Voilà pourquoi l'annonce récente effectuée par la Fondation Graham Boeckh et les Instituts de recherche en santé du Canada (IRSC) de donner 25 millions $ pour financer la création d'un réseau axé sur les patients adolescents et jeunes atteints d'une maladie mentale est tellement importante. Ce financement peut potentiellement changer largement le cours des choses et améliorer l'état de la santé mentale de jeunes gens au Canada à l'intérieur de cinq ans.

Voici la définition que nous donnons à la recherche transformationnelle : la détermination des changements nécessaires au niveau du système afin d'améliorer l'issue pour les jeunes gens aux prises avec la dépression, des troubles bipolaires, la schizophrénie et autres troubles qui se manifestent pour la première fois habituellement à l'adolescence. Nous visons à améliorer manifestement l'état de santé du patient et son expérience en soins de santé en intégrant des éléments probants à tous les niveaux du système de soins de santé, et en offrant des approches diagnostiques et thérapeutiques novatrices au point de service.

Soixante-dix pour cent des problèmes et des troubles de santé mentale débutent dans l'enfance et à l'adolescence. Les jeunes gens tendent davantage à signaler des troubles de santé mentale que tout autre groupe d'âge. Une intervention précoce est essentielle pour améliorer leur qualité de vie et leur permettre, lorsque c'est possible, de devenir des adultes productifs et heureux.

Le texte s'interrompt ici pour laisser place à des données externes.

//! In-memory console device for tests

use std::cell::{Cell, RefCell};
use std::collections::HashSet;
use std::io;
use std::rc::Rc;

use crate::device::{
    ConsoleDevice, Coord, CursorInfo, DeviceError, DeviceResult, ScreenBufferInfo, WindowRect,
};

#[derive(Clone, Copy, Debug, PartialEq, Eq, Hash)]
pub struct MockHandle(u8);

impl MockHandle {
    /// Standard output as handed to the process
    pub const STDOUT: MockHandle = MockHandle(1);
    /// Standard output after attaching or allocating a console
    pub const ACQUIRED: MockHandle = MockHandle(2);
}

/// Device operations that can be told to fail
#[derive(Clone, Copy, Debug, PartialEq, Eq, Hash)]
pub enum Op {
    StdOutput,
    AttachParent,
    Allocate,
    Free,
    ConsoleMode,
    ScreenBufferInfo,
    SetTextAttribute,
    SetCursorPosition,
    FillCharacter,
    FillAttribute,
    SetTitle,
    CursorInfo,
    SetCursorInfo,
}

#[derive(Clone, Debug, PartialEq, Eq)]
pub enum Call {
    StdOutput,
    AttachParent,
    Allocate,
    Free,
    ConsoleMode,
    ScreenBufferInfo,
    SetTextAttribute(u16),
    SetCursorPosition(Coord),
    FillCharacter { ch: char, len: u32, start: Coord },
    FillAttribute { attributes: u16, len: u32, start: Coord },
    SetTitle(String),
    CursorInfo,
    SetCursorInfo(CursorInfo),
}

fn failure(message: String) -> DeviceError {
    DeviceError::Os(io::Error::new(io::ErrorKind::Other, message))
}

pub struct MockDevice {
    character_device: bool,
    acquired: Cell<bool>,
    info: Cell<ScreenBufferInfo>,
    cursor: Cell<CursorInfo>,
    failing: RefCell<HashSet<Op>>,
    calls: Rc<RefCell<Vec<Call>>>,
}

impl MockDevice {
    /// An interactive console: 80x300 buffer showing rows 0-24, gray on black
    pub fn console() -> Self {
        Self::new(true)
    }

    /// Standard output redirected to a pipe
    pub fn redirected() -> Self {
        Self::new(false)
    }

    fn new(character_device: bool) -> Self {
        Self {
            character_device,
            acquired: Cell::new(false),
            info: Cell::new(ScreenBufferInfo {
                size: Coord::new(80, 300),
                cursor: Coord::ORIGIN,
                attributes: 0x07,
                window: WindowRect { left: 0, top: 0, right: 79, bottom: 24 },
            }),
            cursor: Cell::new(CursorInfo { size: 25, visible: true }),
            failing: RefCell::new(HashSet::new()),
            calls: Rc::new(RefCell::new(Vec::new())),
        }
    }

    pub fn fail(&self, op: Op) {
        self.failing.borrow_mut().insert(op);
    }

    pub fn succeed(&self, op: Op) {
        self.failing.borrow_mut().remove(&op);
    }

    pub fn info(&self) -> ScreenBufferInfo {
        self.info.get()
    }

    pub fn set_info(&self, info: ScreenBufferInfo) {
        self.info.set(info);
    }

    pub fn update_info(&self, f: impl FnOnce(&mut ScreenBufferInfo)) {
        let mut info = self.info.get();
        f(&mut info);
        self.info.set(info);
    }

    pub fn attributes(&self) -> u16 {
        self.info.get().attributes
    }

    pub fn cursor(&self) -> CursorInfo {
        self.cursor.get()
    }

    pub fn set_cursor(&self, cursor: CursorInfo) {
        self.cursor.set(cursor);
    }

    pub fn calls(&self) -> Vec<Call> {
        self.calls.borrow().clone()
    }

    /// Call log that outlives the device, for observing drops
    pub fn shared_calls(&self) -> Rc<RefCell<Vec<Call>>> {
        Rc::clone(&self.calls)
    }

    pub fn count(&self, pred: impl Fn(&Call) -> bool) -> usize {
        self.calls.borrow().iter().filter(|c| pred(c)).count()
    }

    pub fn clear_calls(&self) {
        self.calls.borrow_mut().clear();
    }

    fn record(&self, call: Call, op: Op) -> DeviceResult<()> {
        self.calls.borrow_mut().push(call);
        if self.failing.borrow().contains(&op) {
            Err(failure(format!("{:?} failed", op)))
        } else {
            Ok(())
        }
    }
}

impl ConsoleDevice for MockDevice {
    type Handle = MockHandle;

    fn std_output(&self) -> DeviceResult<MockHandle> {
        self.record(Call::StdOutput, Op::StdOutput)?;
        if self.acquired.get() {
            Ok(MockHandle::ACQUIRED)
        } else {
            Ok(MockHandle::STDOUT)
        }
    }

    fn is_character_device(&self, handle: MockHandle) -> bool {
        handle == MockHandle::ACQUIRED || self.character_device
    }

    fn attach_parent_console(&self) -> DeviceResult<()> {
        self.record(Call::AttachParent, Op::AttachParent)?;
        self.acquired.set(true);
        Ok(())
    }

    fn allocate_console(&self) -> DeviceResult<()> {
        self.record(Call::Allocate, Op::Allocate)?;
        self.acquired.set(true);
        Ok(())
    }

    fn free_console(&self) -> DeviceResult<()> {
        self.record(Call::Free, Op::Free)?;
        self.acquired.set(false);
        Ok(())
    }

    fn console_mode(&self, _handle: MockHandle) -> DeviceResult<u32> {
        self.record(Call::ConsoleMode, Op::ConsoleMode)?;
        Ok(0x0003)
    }

    fn screen_buffer_info(&self, _handle: MockHandle) -> DeviceResult<ScreenBufferInfo> {
        self.record(Call::ScreenBufferInfo, Op::ScreenBufferInfo)?;
        Ok(self.info.get())
    }

    fn set_text_attribute(&self, _handle: MockHandle, attributes: u16) -> DeviceResult<()> {
        self.record(Call::SetTextAttribute(attributes), Op::SetTextAttribute)?;
        self.update_info(|info| info.attributes = attributes);
        Ok(())
    }

    fn set_cursor_position(&self, _handle: MockHandle, position: Coord) -> DeviceResult<()> {
        self.record(Call::SetCursorPosition(position), Op::SetCursorPosition)?;
        let size = self.info.get().size;
        if position.x < 0 || position.y < 0 || position.x >= size.x || position.y >= size.y {
            return Err(failure("position out of range".to_string()));
        }
        self.update_info(|info| info.cursor = position);
        Ok(())
    }

    fn fill_character(
        &self,
        _handle: MockHandle,
        ch: char,
        len: u32,
        start: Coord,
    ) -> DeviceResult<u32> {
        self.record(Call::FillCharacter { ch, len, start }, Op::FillCharacter)?;
        Ok(len)
    }

    fn fill_attribute(
        &self,
        _handle: MockHandle,
        attributes: u16,
        len: u32,
        start: Coord,
    ) -> DeviceResult<u32> {
        self.record(Call::FillAttribute { attributes, len, start }, Op::FillAttribute)?;
        Ok(len)
    }

    fn set_title(&self, title: &str) -> DeviceResult<()> {
        self.record(Call::SetTitle(title.to_string()), Op::SetTitle)
    }

    fn cursor_info(&self, _handle: MockHandle) -> DeviceResult<CursorInfo> {
        self.record(Call::CursorInfo, Op::CursorInfo)?;
        Ok(self.cursor.get())
    }

    fn set_cursor_info(&self, _handle: MockHandle, info: CursorInfo) -> DeviceResult<()> {
        self.record(Call::SetCursorInfo(info), Op::SetCursorInfo)?;
        self.cursor.set(info);
        Ok(())
    }
}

Elle permet aussi de réduire les conséquences tragiques de la maladie mentale sur la famille et les amis du patient, et d'amoindrir également le fardeau et le coût d'une maladie souvent chronique sur notre système de soins de santé et de services sociaux.

Les preuves démontrent que, comme c'est le cas pour plusieurs autres défis liés à la santé, une intervention précoce constitue un élément essentiel pour améliorer la qualité de vie de jeunes gens ainsi que celle de leur famille et de leurs amis. Une intervention précoce réduit la prévalence et la gravité des troubles de santé mentale plus tard dans la vie, ce qui permet à ceux qui souffrent d'une maladie mentale de mener une vie saine et productive.

Au Canada, la plupart des adolescents aux prises avec une maladie mentale obtiennent des soins inadéquats ou encore aucuns soins. Cette situation doit changer.

Nous mettons donc au défi les chercheurs de la santé mentale du Canada, les patients et leurs familles, les établissements de soins de santé mentale et les gouvernements provinciaux de développer leurs réseaux et de présenter leurs meilleures idées pour apporter des changements pour les adolescents canadiens qui souffrent de maladie mentale.

Si vous êtes un chercheur ou un professionnel en soins de santé mentale, impliquez-vous et incitez votre réseau à s'impliquer également. Si vous ou un membre de votre famille avez été touchés par la maladie mentale, parlez-en à votre médecin ou votre infirmière. Ensemble, nous pouvons faire une différence dans la vie de dizaines de milliers de Canadiens, chaque année. Quand nous savons que nous pouvons faire mieux, faire mieux n'est pas une option, c'est une obligation.